What if a civilian were chosen to join a mission to the moon—and never came back? That’s the basic premise in storywriter Sher’s debut.
And it doesn’t at first seem the kind of thing novels are made of. In an imaginary 1976, Jerry Finch, an absent-minded schoolteacher from Florida, wins a contest sponsored by NASA to be the first civilian to accompany a manned journey to the moon. He trains assiduously—becomes a national hero in the process—and blasts off, only to disappear after the ship reaches the moon’s surface. His fellow astronauts are forced to return to earth without him, and then the vigil begins. The story is told mostly by Jerry’s odd young son, Georgie, whose telling skips gracefully back and forth in time. As Sher continually reminds us, even the mid-1970s were more innocent and patriotic a time than ours, so it’s not surprising that well-wishers from far and near come to the Finch’s suburban neighborhood to camp out and wait for Jerry’s rescue and return. A scummy muckraker sniffs around the campgrounds for secrets to uncover, Georgie’s mother slips into trauma-induced catatonia, and there’s something odd about Georgie’s old babysitter, Angie, and the way she talks about Jerry. Ambling in and out of the narrative are the other astronauts (including Neil Armstrong), who have vowed not to remove their spacesuits until Jerry is found.
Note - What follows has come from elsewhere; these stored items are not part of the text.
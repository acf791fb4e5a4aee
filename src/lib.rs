//! Log Message Processor
//!
//! A Redis pub/sub worker that logs every message after a simulated,
//! variable processing delay, with an HTTP health endpoint reporting whether
//! the broker connection is usable.
//!
//! # Overview
//!
//! - [`broker`] - broker traits, the Redis backend, the connection manager
//!   and the write-once health state
//! - [`processor`] - per-message delay and log record
//! - [`subscription`] - sequential consumption of the subscription stream
//! - [`worker`] - connect once, consume, then park
//! - [`observability`] - structured logging and the health server
//!
//! # Quick Start
//!
//! ```rust
//! use log_message_processor::broker::{EventKind, InboundEvent};
//! use log_message_processor::processor::MessageProcessor;
//! use log_message_processor::subscription::SubscriptionLoop;
//! use futures::StreamExt;
//! use std::time::Duration;
//!
//! # tokio_test::block_on(async {
//! let events = futures::stream::iter(vec![
//!     Ok(InboundEvent::control(EventKind::Subscribe, "log_channel")),
//!     Ok(InboundEvent::message("log_channel", br#"{"id":1}"#.to_vec())),
//! ])
//! .boxed();
//!
//! let subscription = SubscriptionLoop::new(MessageProcessor::new(Duration::from_millis(10)));
//! let report = subscription.run(events).await;
//! assert_eq!(report.stats.processed, 1);
//! assert_eq!(report.stats.skipped, 1);
//! # });
//! ```

pub mod broker;
pub mod config;
pub mod error;
pub mod observability;
pub mod processor;
pub mod subscription;
pub mod testing;
pub mod worker;

pub use broker::{BrokerConnector, BrokerHandle, HealthState, RedisConnector};
pub use config::*;
pub use error::{WorkerError, WorkerResult};
pub use observability::HealthServer;
pub use processor::{MessageProcessor, ProcessOutcome};
pub use subscription::{LoopReport, LoopStats, SubscriptionLoop};
pub use worker::{Worker, WorkerOutcome};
The suits grow dirtier and dirtier by the day as the men sleep in refrigerator boxes and begin to lose their grip on reality. Adding to the nightmarish quality of it all, Georgie keeps getting phone calls from Jerry, telling him how wonderful it is in space. It’s a ghostly and quiet story, quite marvelously done for a first outing, that makes an absurd-sounding scenario surprisingly moving by the end.
A mysterious and gentle tale of loss conjured out of a more optimistic generation’s shattered dreams.